• _Activity_
Write out exactly the lines from the first line of the records below through the line that contains "a backend error.", and stop there.

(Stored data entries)
◆ ◆ ◆

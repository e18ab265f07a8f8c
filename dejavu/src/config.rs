use std::time::Duration;

use dejavu_core::{Rule, RuleSet};

/// Default time-to-live of a fingerprint: one minute.
pub const DEFAULT_TTL: Duration = Duration::from_millis(60_000);

/// Longest TTL the configuration loader accepts: one hundred years.
///
/// Stores reject a TTL whose deadline falls outside the representable time
/// range with a backend error.
pub const MAX_TTL: Duration = Duration::from_secs(100 * 365 * 24 * 60 * 60);

/// Default capacity of the in-memory store created by [`Deduplicator::new`].
///
/// [`Deduplicator::new`]: crate::Deduplicator::new
pub const DEFAULT_MAX_ENTRIES: u64 = 100_000;

/// Deduplication settings, built once at startup.
///
/// | Setting | Default |
/// |---------|---------|
/// | rules | none (nothing is deduplicated) |
/// | ttl | [`DEFAULT_TTL`] |
/// | marker | disabled |
#[derive(Debug, Clone)]
pub struct Config {
    rules: RuleSet,
    ttl: Duration,
    marker: bool,
}

impl Default for Config {
    fn default() -> Self {
        Self {
            rules: RuleSet::default(),
            ttl: DEFAULT_TTL,
            marker: false,
        }
    }
}

impl Config {
    /// Creates a new [`ConfigBuilder`].
    pub fn builder() -> ConfigBuilder {
        ConfigBuilder::default()
    }

    /// Rules in evaluation order.
    pub fn rules(&self) -> &RuleSet {
        &self.rules
    }

    /// How long a fingerprint stays "seen".
    pub fn ttl(&self) -> Duration {
        self.ttl
    }

    /// Whether the host should mark duplicate responses.
    pub fn marker_enabled(&self) -> bool {
        self.marker
    }
}

/// Builder for [`Config`].
#[derive(Debug, Default)]
pub struct ConfigBuilder {
    config: Config,
}

impl ConfigBuilder {
    /// Appends a rule after the ones already added.
    pub fn rule(mut self, rule: Rule) -> Self {
        self.config.rules.push(rule);
        self
    }

    /// Appends several rules, keeping their order.
    pub fn rules(mut self, rules: impl IntoIterator<Item = Rule>) -> Self {
        for rule in rules {
            self.config.rules.push(rule);
        }
        self
    }

    /// Sets the fingerprint time-to-live.
    pub fn ttl(mut self, ttl: Duration) -> Self {
        self.config.ttl = ttl;
        self
    }

    /// Enables or disables the duplicate marker.
    pub fn marker(mut self, enabled: bool) -> Self {
        self.config.marker = enabled;
        self
    }

    /// Finalizes the configuration.
    pub fn build(self) -> Config {
        self.config
    }
}
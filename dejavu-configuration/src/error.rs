use std::time::Duration;

use dejavu::RuleError;
use thiserror::Error;

/// Error raised while loading or validating a deduplication configuration.
///
/// Every variant is fatal: a configuration that fails to load must stop
/// startup rather than silently deduplicate less than declared.
#[derive(Debug, Error)]
pub enum ConfigError {
    /// The YAML document could not be parsed.
    #[error("invalid YAML configuration: {0}")]
    Yaml(String),
    /// The JSON document could not be parsed.
    #[error("invalid JSON configuration: {0}")]
    Json(#[from] serde_json::Error),
    /// A rule declares a matcher the engine does not support.
    #[error("invalid rule #{index}: {source}")]
    InvalidRule {
        /// Position of the rule in the `rules` list.
        index: usize,
        /// What is wrong with it.
        #[source]
        source: RuleError,
    },
    /// The TTL is zero, so no request could ever be a duplicate.
    #[error("ttl must be greater than zero")]
    ZeroTtl,
    /// The TTL exceeds [`dejavu::MAX_TTL`].
    #[error("ttl of {ttl:?} exceeds the maximum of {max:?}")]
    TtlTooLong {
        /// Configured TTL.
        ttl: Duration,
        /// Largest accepted TTL.
        max: Duration,
    },
}
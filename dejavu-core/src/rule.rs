//! Rules and first-match-wins rule set evaluation.

use crate::error::MatchError;
use crate::fingerprint::Fingerprint;
use crate::matcher::{BodyMatcher, MethodMatcher, RouteMatcher};
use http::Method;

use crate::request::RequestDescriptor;

/// A deduplication rule.
///
/// Each matcher is optional. An unset matcher does not constrain its
/// dimension, so `Rule::new()` matches every request.
///
/// ```
/// use dejavu_core::{BodyShape, MethodMatcher, RequestDescriptor, RouteMatcher, Rule};
/// use serde_json::json;
///
/// let rule = Rule::new()
///     .method(MethodMatcher::Any)
///     .route(RouteMatcher::exact("/update/user"))
///     .body(BodyShape::new().present("id"));
///
/// let request = RequestDescriptor::new(
///     http::Method::POST,
///     "/update/user",
///     Some(json!({"id": 9})),
/// );
/// assert!(rule.matches(&request).unwrap());
/// ```
#[derive(Debug, Clone, Default)]
pub struct Rule {
    method: Option<MethodMatcher>,
    route: Option<RouteMatcher>,
    body: Option<BodyMatcher>,
}

impl Rule {
    /// Creates a rule with no constraints.
    pub fn new() -> Self {
        Self::default()
    }

    /// Constrains the request method.
    pub fn method(mut self, matcher: impl Into<MethodMatcher>) -> Self {
        self.method = Some(matcher.into());
        self
    }

    /// Constrains the raw request path.
    pub fn route(mut self, matcher: impl Into<RouteMatcher>) -> Self {
        self.route = Some(matcher.into());
        self
    }

    /// Constrains the parsed request body.
    pub fn body(mut self, matcher: impl Into<BodyMatcher>) -> Self {
        self.body = Some(matcher.into());
        self
    }

    /// Configured method matcher.
    pub fn method_matcher(&self) -> Option<&MethodMatcher> {
        self.method.as_ref()
    }

    /// Configured route matcher.
    pub fn route_matcher(&self) -> Option<&RouteMatcher> {
        self.route.as_ref()
    }

    /// Configured body matcher.
    pub fn body_matcher(&self) -> Option<&BodyMatcher> {
        self.body.as_ref()
    }

    /// Returns whether this rule has a body matcher and could match a request
    /// with `method` and `raw_path`. Route predicates are not run.
    pub fn may_inspect_body(&self, method: &Method, raw_path: &str) -> bool {
        self.body.is_some()
            && self
                .method
                .as_ref()
                .is_none_or(|matcher| matcher.is_match(method))
            && self
                .route
                .as_ref()
                .is_none_or(|matcher| matcher.may_match(raw_path))
    }

    /// Returns whether `request` satisfies method, route and body matchers.
    ///
    /// Checks run in that order and stop at the first dimension that does not
    /// match, so predicates are not invoked for requests already rejected by a
    /// cheaper check.
    ///
    /// # Errors
    ///
    /// Returns [`MatchError`] if a route or body predicate fails.
    pub fn matches(&self, request: &RequestDescriptor) -> Result<bool, MatchError> {
        if let Some(method) = &self.method
            && !method.is_match(request.method())
        {
            return Ok(false);
        }
        if let Some(route) = &self.route
            && !route.check(request.raw_path())?
        {
            return Ok(false);
        }
        match &self.body {
            Some(body) => body.check(request.body()),
            None => Ok(true),
        }
    }
}

/// Ordered list of rules. The first matching rule wins.
#[derive(Debug, Clone, Default)]
pub struct RuleSet {
    rules: Vec<Rule>,
}

impl RuleSet {
    /// Creates a rule set preserving the order of `rules`.
    pub fn new(rules: Vec<Rule>) -> Self {
        Self { rules }
    }

    /// Appends a rule after the existing ones.
    pub fn push(&mut self, rule: Rule) {
        self.rules.push(rule);
    }

    /// Number of rules.
    pub fn len(&self) -> usize {
        self.rules.len()
    }

    /// Returns `true` if there are no rules.
    pub fn is_empty(&self) -> bool {
        self.rules.is_empty()
    }

    /// Iterates rules in evaluation order.
    pub fn iter(&self) -> impl Iterator<Item = &Rule> {
        self.rules.iter()
    }

    /// Returns `true` if any rule could look at the body of a request with
    /// `method` and `raw_path`. When it returns `false` the body can be left
    /// unread without changing the outcome of [`evaluate`](Self::evaluate).
    pub fn may_inspect_body(&self, method: &Method, raw_path: &str) -> bool {
        self.rules
            .iter()
            .any(|rule| rule.may_inspect_body(method, raw_path))
    }

    /// Finds the first rule matching `request`.
    ///
    /// Rules after the first match are not evaluated. Predicate failures on
    /// earlier rules are treated as non-matches and collected in the returned
    /// [`Evaluation`].
    pub fn evaluate(&self, request: &RequestDescriptor) -> Evaluation<'_> {
        let mut failures = Vec::new();
        for (index, rule) in self.rules.iter().enumerate() {
            match rule.matches(request) {
                Ok(true) => {
                    return Evaluation {
                        matched: Some(Matched { index, rule }),
                        failures,
                    };
                }
                Ok(false) => {}
                Err(error) => failures.push(RuleFailure { rule: index, error }),
            }
        }
        Evaluation {
            matched: None,
            failures,
        }
    }
}

impl FromIterator<Rule> for RuleSet {
    fn from_iter<T: IntoIterator<Item = Rule>>(iter: T) -> Self {
        Self::new(iter.into_iter().collect())
    }
}

/// Outcome of [`RuleSet::evaluate`].
#[derive(Debug)]
pub struct Evaluation<'a> {
    matched: Option<Matched<'a>>,
    failures: Vec<RuleFailure>,
}

impl<'a> Evaluation<'a> {
    /// The winning rule, if any.
    pub fn matched(&self) -> Option<&Matched<'a>> {
        self.matched.as_ref()
    }

    /// Predicate failures encountered before the winning rule (or across all
    /// rules when nothing matched).
    pub fn failures(&self) -> &[RuleFailure] {
        &self.failures
    }

    /// Splits the evaluation into its parts.
    pub fn into_parts(self) -> (Option<Matched<'a>>, Vec<RuleFailure>) {
        (self.matched, self.failures)
    }
}

/// A rule that matched, with its position in the rule set.
#[derive(Debug, Clone, Copy)]
pub struct Matched<'a> {
    index: usize,
    rule: &'a Rule,
}

impl<'a> Matched<'a> {
    /// Position of the rule in the rule set.
    pub fn index(&self) -> usize {
        self.index
    }

    /// The matched rule.
    pub fn rule(&self) -> &'a Rule {
        self.rule
    }

    /// Computes the fingerprint of `request` under this rule.
    pub fn fingerprint(&self, request: &RequestDescriptor) -> Fingerprint {
        Fingerprint::compute(self.index, self.rule, request)
    }
}

/// Predicate failure attributed to a rule.
#[derive(Debug)]
pub struct RuleFailure {
    /// Index of the rule whose predicate failed.
    pub rule: usize,
    /// The failure.
    pub error: MatchError,
}
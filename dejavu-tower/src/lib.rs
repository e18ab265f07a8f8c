//! Tower middleware integration for dejavu.
//!
//! This crate provides [`Dedup`], a Tower [`Layer`] that runs every inbound
//! request through a [`Deduplicator`] before handing it to the wrapped
//! service. Requests reported as duplicates get a marker header on their
//! response when the configuration enables it.
//!
//! # Core Concepts
//!
//! - **[`Dedup`]**: the Tower [`Layer`]. Use [`Dedup::builder()`] to configure it.
//! - **[`DedupService`]**: the [`Service`] doing the work. It reads the
//!   request body when a rule needs it, asks the deduplicator for a decision
//!   and forwards the request with a [`DedupBody`].
//! - **[`StoreFailurePolicy`]**: what to do when the fingerprint store fails.
//!
//! [`Layer`]: tower::Layer
//! [`Service`]: tower::Service
//! [`Deduplicator`]: dejavu::Deduplicator
//!
//! # Quick Start
//!
//! ```
//! use std::time::Duration;
//! use dejavu::{Config, RouteMatcher, Rule};
//! use dejavu_tower::{Dedup, DedupBody};
//! use http_body_util::Full;
//! use tower::{ServiceBuilder, service_fn};
//!
//! let config = Config::builder()
//!     .rule(Rule::new().route(RouteMatcher::exact("/home")))
//!     .ttl(Duration::from_secs(60))
//!     .marker(true)
//!     .build();
//!
//! let service = ServiceBuilder::new()
//!     .layer(Dedup::builder().config(config).build())
//!     .service(service_fn(|_req: http::Request<DedupBody<Full<bytes::Bytes>>>| async {
//!         Ok::<_, std::convert::Infallible>(http::Response::new("Hello"))
//!     }));
//! # drop(service);
//! ```
//!
//! # Response Headers
//!
//! | Header | When |
//! |--------|------|
//! | `x-dejavu: 1` | the request repeats a recent one and the marker is enabled |
//!
//! The header name is customizable with [`DedupBuilder::marker_header`].
//!
//! # Request Bodies
//!
//! The body is only read when a rule with a body matcher could match the
//! request's method and path, and at most [`DEFAULT_MAX_BODY_BYTES`] of it
//! (see [`DedupBuilder::max_body_bytes`]). A larger or failing body is
//! forwarded as received and the request is not deduplicated.
//!
//! A body that parses as JSON is matched as such; any other UTF-8 payload is
//! matched as a JSON string; an empty or binary body is treated as absent.

#![warn(missing_docs)]

use http::HeaderName;

pub mod body;
/// Response future adding the duplicate marker.
pub mod future;
/// Tower layer and builder.
pub mod layer;
/// Store failure handling.
pub mod policy;
/// The Tower service performing deduplication.
pub mod service;

pub use dejavu::{Config, ConfigBuilder, Decision, Deduplicator};
pub use body::DedupBody;
pub use layer::{Dedup, DedupBuilder};
pub use policy::StoreFailurePolicy;
pub use service::DedupService;

/// Default marker header name: `x-dejavu`.
pub const DEFAULT_MARKER_HEADER: HeaderName = HeaderName::from_static("x-dejavu");

/// Default limit on the request body bytes read for matching: 1 MiB.
pub const DEFAULT_MAX_BODY_BYTES: usize = 1024 * 1024;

◆ ◆ ◆

• _Response area_
repository e18ab265f07a8f8c
filename dejavu/src/config.rs
use std::time::Duration;

use dejavu_core::{Rule, RuleSet};

/// Default time-to-live of a fingerprint: one minute.
pub const DEFAULT_TTL: Duration = Duration::from_millis(60_000);

/// Longest TTL the configuration loader accepts: one hundred years.
///
/// Stores reject a TTL whose deadline falls outside the representable time
/// range with a backend error.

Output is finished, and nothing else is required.